Nunca saberemos que loucura atravessa uma mãe, ou um pai, no momento em que decide matar um filho. Como nunca saberemos o que passa pela cabeça de uma mãe, ou de um pai, que abandona um filho sozinho em casa para ir jogar. Nem tão-pouco a violência da pedofilia, de um tio que abusa da sobrinha, do avô que aproveita uma história para deixar cair a mão perversa, da prostituição infantil. Esses horrores não podem caber-nos na ideia.
Não podemos sequer deixar de nos sentir incomodados quando uma mãe, ou um pai, perde a cabeça na rua, no café, ou em casa, e a mão voa sobre o rosto de uma criança. Quando nós o fazemos, aos nossos filhos, no limite do desespero. Quem já o fez sabe que nos dói. Tanto.
É por isso tão duro olhar para o quadro de perturbação de uma mãe que leva duas meninas, de olhar desprevenido, e, como suspeita o Ministério Público, as afoga. Diz a acusação que ela agiu com "especial censurabilidade ou perversidade". Sobre o papel do pai na tragédia, por omissão ou permissão, ainda há um manto demasiado espesso.
O que sabemos sobre Caxias é ainda muito pouco claro e carregado de contradições. O casal separou-se em novembro e ambos, pai e mãe, apresentaram, depois disso, queixas um contra o outro. A Associação de Apoio à Vítima confirmou que a queixa do pai foi apresentada primeiro, originada pelo comportamento da mulher que alegadamente dificultava o contacto com as filhas.
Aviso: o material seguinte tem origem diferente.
//! Ordered string metadata bags (title, language, ICY metadata, ...).

/// An ordered collection of key/value string pairs.
///
/// Keys are matched case-insensitively; insertion order is preserved so
/// metadata displays the way the container wrote it.
#[derive(Clone, Debug, Default, PartialEq)]
pub struct Tags {
    entries: Vec<(String, String)>,
}

impl Tags {
    pub fn new() -> Self {
        Self::default()
    }

    /// Set a tag, replacing an existing entry with the same key.
    pub fn set(&mut self, key: impl Into<String>, value: impl Into<String>) {
        let key = key.into();
        let value = value.into();
        if let Some(entry) = self
            .entries
            .iter_mut()
            .find(|(k, _)| k.eq_ignore_ascii_case(&key))
        {
            entry.1 = value;
        } else {
            self.entries.push((key, value));
        }
    }

    /// Look up a tag value by key (case-insensitive).
    pub fn get(&self, key: &str) -> Option<&str> {
        self.entries
            .iter()
            .find(|(k, _)| k.eq_ignore_ascii_case(key))
            .map(|(_, v)| v.as_str())
    }

    /// Merge `other` into `self`; entries from `other` win on conflict.
    pub fn merge(&mut self, other: &Tags) {
        for (k, v) in &other.entries {
            self.set(k.clone(), v.clone());
        }
    }

    pub fn len(&self) -> usize {
        self.entries.len()
    }

    pub fn is_empty(&self) -> bool {
        self.entries.is_empty()
    }

    /// Iterate over `(key, value)` pairs in insertion order.
    pub fn iter(&self) -> impl Iterator<Item = (&str, &str)> {
        self.entries.iter().map(|(k, v)| (k.as_str(), v.as_str()))
    }
}

#[cfg(test)]
mod tests {
    use super::*;

    #[test]
    fn set_replaces_case_insensitively() {
        let mut tags = Tags::new();
        tags.set("Title", "a");
        tags.set("TITLE", "b");
        assert_eq!(tags.len(), 1);
        assert_eq!(tags.get("title"), Some("b"));
    }

    #[test]
    fn merge_overrides_and_appends() {
        let mut a = Tags::new();
        a.set("title", "old");
        a.set("artist", "x");
        let mut b = Tags::new();
        b.set("TITLE", "new");
        b.set("album", "y");
        a.merge(&b);
        assert_eq!(a.get("title"), Some("new"));
        assert_eq!(a.get("artist"), Some("x"));
        assert_eq!(a.get("album"), Some("y"));
        assert_eq!(a.len(), 3);
    }
}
A mãe fez o mesmo: também se dirigiu à APAV e à Comissão de Proteção de Menores, que de imediato encaminhou o caso para o Ministério Público (como manda a lei), por haver uma queixa de abuso sexual de menor. Foram feitas perícias, que não confirmaram indícios de abusos. Inconclusivas, como são as avaliações exclusivamente clínicas em cerca de 90% dos abusos a menores. Isto, nós sabemos.
E sabemos mais. Os vários depoimentos mostram que foram ativadas respostas. Foi feito exame clínico pelo hospital Amadora-Sintra. Foi aberto inquérito, traçado um plano de proteção.
Estamos a chegar ao fim desta história. Houve, pelo menos, a habitual demora que estes passos levam. O pai não foi, neste espaço de tempo, ouvido. E o plano de proteção não chegou a ser ativado. Alguém falhou? Falha sempre. Alguém tem de ter falhado para isto acontecer. E falha sempre nas situações limite, em que não deveria ser permitido falhar. É sempre nesses momentos em que uma mãe, ou um pai, atravessa o limiar do incompreensível. E em que a teia de respostas sociais quebra. Não conseguiremos nunca perceber o estado de profundo desespero que causa tragédias como esta. Mas já devíamos ter aprendido que a proteção de famílias em risco dá outro sentido à noção de urgência. É uma corrida constante contra o tempo, a burocracia, a desumanização.
Mas uma criança é uma criança. E não há desculpas para falhar com uma criança.